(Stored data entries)
§ §

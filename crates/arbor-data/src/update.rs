// Copyright 2025 eraflo
//
// Licensed under the Apache License, Version 2.0 (the "License");
// you may not use this file except in compliance with the License.
// You may obtain a copy of the License at
//
//     http://www.apache.org/licenses/LICENSE-2.0
//
// Unless required by applicable law or agreed to in writing, software
// distributed under the License is distributed on an "AS IS" BASIS,
// WITHOUT WARRANTIES OR CONDITIONS OF ANY KIND, either express or implied.
// See the License for the specific language governing permissions and
// limitations under the License.

//! The per-frame Update pass.

use arbor_core::{CollectMode, NodeId};

use crate::behavior::UpdateableNode;
use crate::tree::NodeTree;

impl NodeTree {
    /// Runs the Update pass on `node` and its updateable descendants.
    ///
    /// Children are snapshotted before they are visited, so hooks may reshape the
    /// tree freely. A child destroyed or disabled by an earlier sibling is skipped.
    pub fn update(&mut self, node: NodeId, dt: f32) {
        if !self.is_updating(node) {
            return;
        }
        self.with_behavior(node, |behavior, tree| behavior.on_update(tree, node, dt));

        let mut children = self.take_scratch();
        self.collect_children::<UpdateableNode>(
            node,
            CollectMode::Shallow,
            |_, _| true,
            &mut children,
        );
        if self.config.deterministic_update_order {
            let store = &self.store;
            children.sort_by_key(|child| store.get(*child).map_or(0, |r| r.update_order));
        }
        for &child in &children {
            if self.is_updating(child) {
                self.update(child, dt);
            }
        }
        self.return_scratch(children);
    }

    /// Runs the Update pass on every root node.
    pub fn update_roots(&mut self, dt: f32) {
        let mut roots = self.take_scratch();
        roots.extend(self.roots());
        log::trace!("Update pass over {} root(s).", roots.len());
        for &root in &roots {
            self.update(root, dt);
        }
        self.return_scratch(roots);
    }

    fn is_updating(&self, node: NodeId) -> bool {
        self.store
            .get(node)
            .is_some_and(|record| record.kind.is_updateable() && record.enabled.world)
    }
}

#[cfg(test)]
mod tests {
    use std::any::Any;
    use std::cell::RefCell;
    use std::rc::Rc;

    use arbor_core::{ClassInfo, TreeConfig, TypeKey};

    use crate::behavior::{NodeBehavior, UPDATEABLE_NODE};
    use crate::tree::NodeBuilder;

    use super::*;

    type Log = Rc<RefCell<Vec<&'static str>>>;

    struct Recorder {
        label: &'static str,
        log: Log,
        destroy_sibling: Option<NodeId>,
    }

    struct RecorderClass;
    static RECORDER: ClassInfo =
        ClassInfo::new("Recorder", TypeKey::of::<RecorderClass>).extends(&UPDATEABLE_NODE);

    impl NodeBehavior for Recorder {
        fn class(&self) -> &'static ClassInfo {
            &RECORDER
        }

        fn on_update(&mut self, tree: &mut NodeTree, _node: NodeId, _dt: f32) {
            self.log.borrow_mut().push(self.label);
            if let Some(sibling) = self.destroy_sibling.take() {
                tree.destroy(sibling).unwrap();
            }
        }

        fn as_any(&self) -> &dyn Any {
            self
        }

        fn as_any_mut(&mut self) -> &mut dyn Any {
            self
        }
    }

    fn recorder(label: &'static str, log: &Log) -> Recorder {
        Recorder {
            label,
            log: log.clone(),
            destroy_sibling: None,
        }
    }

    #[test]
    fn test_update_visits_enabled_children_in_order() {
        // --- ARRANGE ---
        let log = Log::default();
        let mut tree = NodeTree::default();
        let root = tree
            .spawn(NodeBuilder::updateable().behavior(recorder("root", &log)))
            .unwrap();
        for label in ["a", "b", "c"] {
            tree.spawn(
                NodeBuilder::updateable()
                    .parent(root)
                    .behavior(recorder(label, &log)),
            )
            .unwrap();
        }
        let b = tree.children(root)[1];
        tree.set_enabled(b, false).unwrap();

        // --- ACT ---
        tree.update(root, 0.1);

        // --- ASSERT ---
        assert_eq!(*log.borrow(), vec!["root", "a", "c"]);
    }

    #[test]
    fn test_deterministic_order_sorts_by_update_order() {
        let log = Log::default();
        let config = TreeConfig {
            deterministic_update_order: true,
            ..TreeConfig::default()
        };
        let mut tree = NodeTree::new(config);
        let root = tree.spawn(NodeBuilder::updateable()).unwrap();
        for (label, order) in [("late", 5), ("early", -1), ("middle", 2)] {
            tree.spawn(
                NodeBuilder::updateable()
                    .parent(root)
                    .update_order(order)
                    .behavior(recorder(label, &log)),
            )
            .unwrap();
        }

        tree.update_roots(0.1);

        assert_eq!(*log.borrow(), vec!["early", "middle", "late"]);
    }

    #[test]
    fn test_sibling_destroyed_during_pass_is_skipped() {
        let log = Log::default();
        let mut tree = NodeTree::default();
        let root = tree.spawn(NodeBuilder::updateable()).unwrap();
        let first = tree
            .spawn(
                NodeBuilder::updateable()
                    .parent(root)
                    .behavior(recorder("first", &log)),
            )
            .unwrap();
        let second = tree
            .spawn(
                NodeBuilder::updateable()
                    .parent(root)
                    .behavior(recorder("second", &log)),
            )
            .unwrap();
        tree.behavior_mut::<Recorder>(first).unwrap().destroy_sibling = Some(second);

        tree.update(root, 0.1);

        assert_eq!(*log.borrow(), vec!["first"]);
        assert!(!tree.contains(second));
    }

    #[test]
    fn test_plain_components_are_not_updated_through() {
        let log = Log::default();
        let mut tree = NodeTree::default();
        let root = tree.spawn(NodeBuilder::component()).unwrap();
        tree.spawn(
            NodeBuilder::updateable()
                .parent(root)
                .behavior(recorder("child", &log)),
        )
        .unwrap();

        tree.update(root, 0.1);

        assert!(log.borrow().is_empty());
    }
}
// Copyright 2025 eraflo
//
// Licensed under the Apache License, Version 2.0 (the "License");
// you may not use this file except in compliance with the License.
// You may obtain a copy of the License at
//
//     http://www.apache.org/licenses/LICENSE-2.0
//
// Unless required by applicable law or agreed to in writing, software
// distributed under the License is distributed on an "AS IS" BASIS,
// WITHOUT WARRANTIES OR CONDITIONS OF ANY KIND, either express or implied.
// See the License for the specific language governing permissions and
// limitations under the License.

//! # Arbor Core
//!
//! Foundational crate containing the core types and interface contracts shared by
//! every layer of the component tree: node handles and identity, the type-indexed
//! query collection, tree events, input events, focus channels, geometry, and the
//! configuration and error types.
//!
//! Nothing in this crate knows about the tree storage itself; that lives in
//! `arbor-data`.

#![warn(missing_docs)]

pub mod bounds;
pub mod config;
pub mod error;
pub mod event;
pub mod focus;
pub mod geometry;
pub mod identity;
pub mod input;
pub mod node;
pub mod trait_value;
pub mod type_index;

pub use bounds::BoundingBoxBuilder;
pub use config::TreeConfig;
pub use error::{ConfigError, FocusError, TreeError};
pub use event::{EventBus, TreeEvent};
pub use focus::FocusChannels;
pub use geometry::{Aabb, Rect};
pub use identity::{NameClaim, NameTable, NodeUid};
pub use input::{
    AbstractInput, ButtonState, Direction, GamepadButton, InputEvent, MouseButton,
};
pub use node::{CollectMode, NodeId, WorldProperty};
pub use trait_value::{TraitBag, TraitValue};
pub use type_index::{ClassInfo, TypeIndexedCollection, TypeKey};

pub use glam;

§ §

Aim of the exercise → Find the string "static" in the records, then copy each line where it occurs.

Solution below →
    type Log = Rc<RefCell<Vec<&'static str>>>;
        label: &'static str,
    static RECORDER: ClassInfo =
        fn class(&self) -> &'static ClassInfo {
    fn recorder(label: &'static str, log: &Log) -> Recorder {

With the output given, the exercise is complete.